Set down exactly the lines that run from the line with "(credits minus debits)" to the end of the data, and nothing else.

── The input

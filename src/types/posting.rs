//! Ledger postings
//!
//! A posting is one immutable debit or credit row against one account for one
//! transaction. Postings are only ever created at settlement, in balanced sets.

use rust_decimal::Decimal;
use serde::{Deserialize, Serialize};
use uuid::Uuid;

use super::account::AccountId;
use super::money::Currency;
use super::transaction::TransactionId;

/// Posting identifier
#[derive(Debug, Clone, Copy, PartialEq, Eq, Hash, Serialize, Deserialize)]
#[serde(transparent)]
pub struct PostingId(pub Uuid);

/// One side of a double-entry record
///
/// Exactly one of `debit` / `credit` is non-zero; the ledger store rejects rows
/// that break this.
#[derive(Debug, Clone, PartialEq, Eq, Serialize, Deserialize)]
pub struct Posting {
    /// Unique posting id
    pub id: PostingId,

    /// Transaction this posting belongs to
    pub transaction_id: TransactionId,

    /// Account being debited or credited
    pub account_id: AccountId,

    /// Debit amount (zero for a credit row)
    pub debit: Decimal,

    /// Credit amount (zero for a debit row)
    pub credit: Decimal,

    /// Currency of the posting, equal to the account's currency
    pub currency: Currency,
}

impl Posting {
    /// Build a debit row
    pub fn debit(
        transaction_id: TransactionId,
        account_id: AccountId,
        amount: Decimal,
        currency: Currency,
    ) -> Self {
        Posting {
            id: PostingId(Uuid::new_v4()),
            transaction_id,
            account_id,
            debit: amount,
            credit: Decimal::ZERO,
            currency,
        }
    }

    /// Build a credit row
    pub fn credit(
        transaction_id: TransactionId,
        account_id: AccountId,
        amount: Decimal,
        currency: Currency,
    ) -> Self {
        Posting {
            id: PostingId(Uuid::new_v4()),
            transaction_id,
            account_id,
            debit: Decimal::ZERO,
            credit: amount,
            currency,
        }
    }

    /// Signed effect on the account balance (credits minus debits)
    pub fn signed_amount(&self) -> Decimal {
        self.credit - self.debit
    }

    /// Whether exactly one side is non-zero and neither side is negative
    pub fn is_well_formed(&self) -> bool {
        let non_negative = self.debit >= Decimal::ZERO && self.credit >= Decimal::ZERO;
        let one_sided = (self.debit.is_zero()) != (self.credit.is_zero());
        non_negative && one_sided
    }
}

/// Build the balanced two-row set moving `amount` from `from` to `to`
///
/// `from` is debited and `to` is credited, so the set always balances.
pub fn balanced_pair(
    transaction_id: TransactionId,
    from: AccountId,
    to: AccountId,
    amount: Decimal,
    currency: &Currency,
) -> Vec<Posting> {
    vec![
        Posting::debit(transaction_id, from, amount, currency.clone()),
        Posting::credit(transaction_id, to, amount, currency.clone()),
    ]
}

────

• _Solution to the exercise_
    /// Signed effect on the account balance (credits minus debits)
    pub fn signed_amount(&self) -> Decimal {
        self.credit - self.debit
    }

    /// Whether exactly one side is non-zero and neither side is negative
    pub fn is_well_formed(&self) -> bool {
        let non_negative = self.debit >= Decimal::ZERO && self.credit >= Decimal::ZERO;
        let one_sided = (self.debit.is_zero()) != (self.credit.is_zero());
        non_negative && one_sided
    }
}

/// Build the balanced two-row set moving `amount` from `from` to `to`
///
/// `from` is debited and `to` is credited, so the set always balances.
pub fn balanced_pair(
    transaction_id: TransactionId,
    from: AccountId,
    to: AccountId,
    amount: Decimal,
    currency: &Currency,
) -> Vec<Posting> {
    vec![
        Posting::debit(transaction_id, from, amount, currency.clone()),
        Posting::credit(transaction_id, to, amount, currency.clone()),
    ]
}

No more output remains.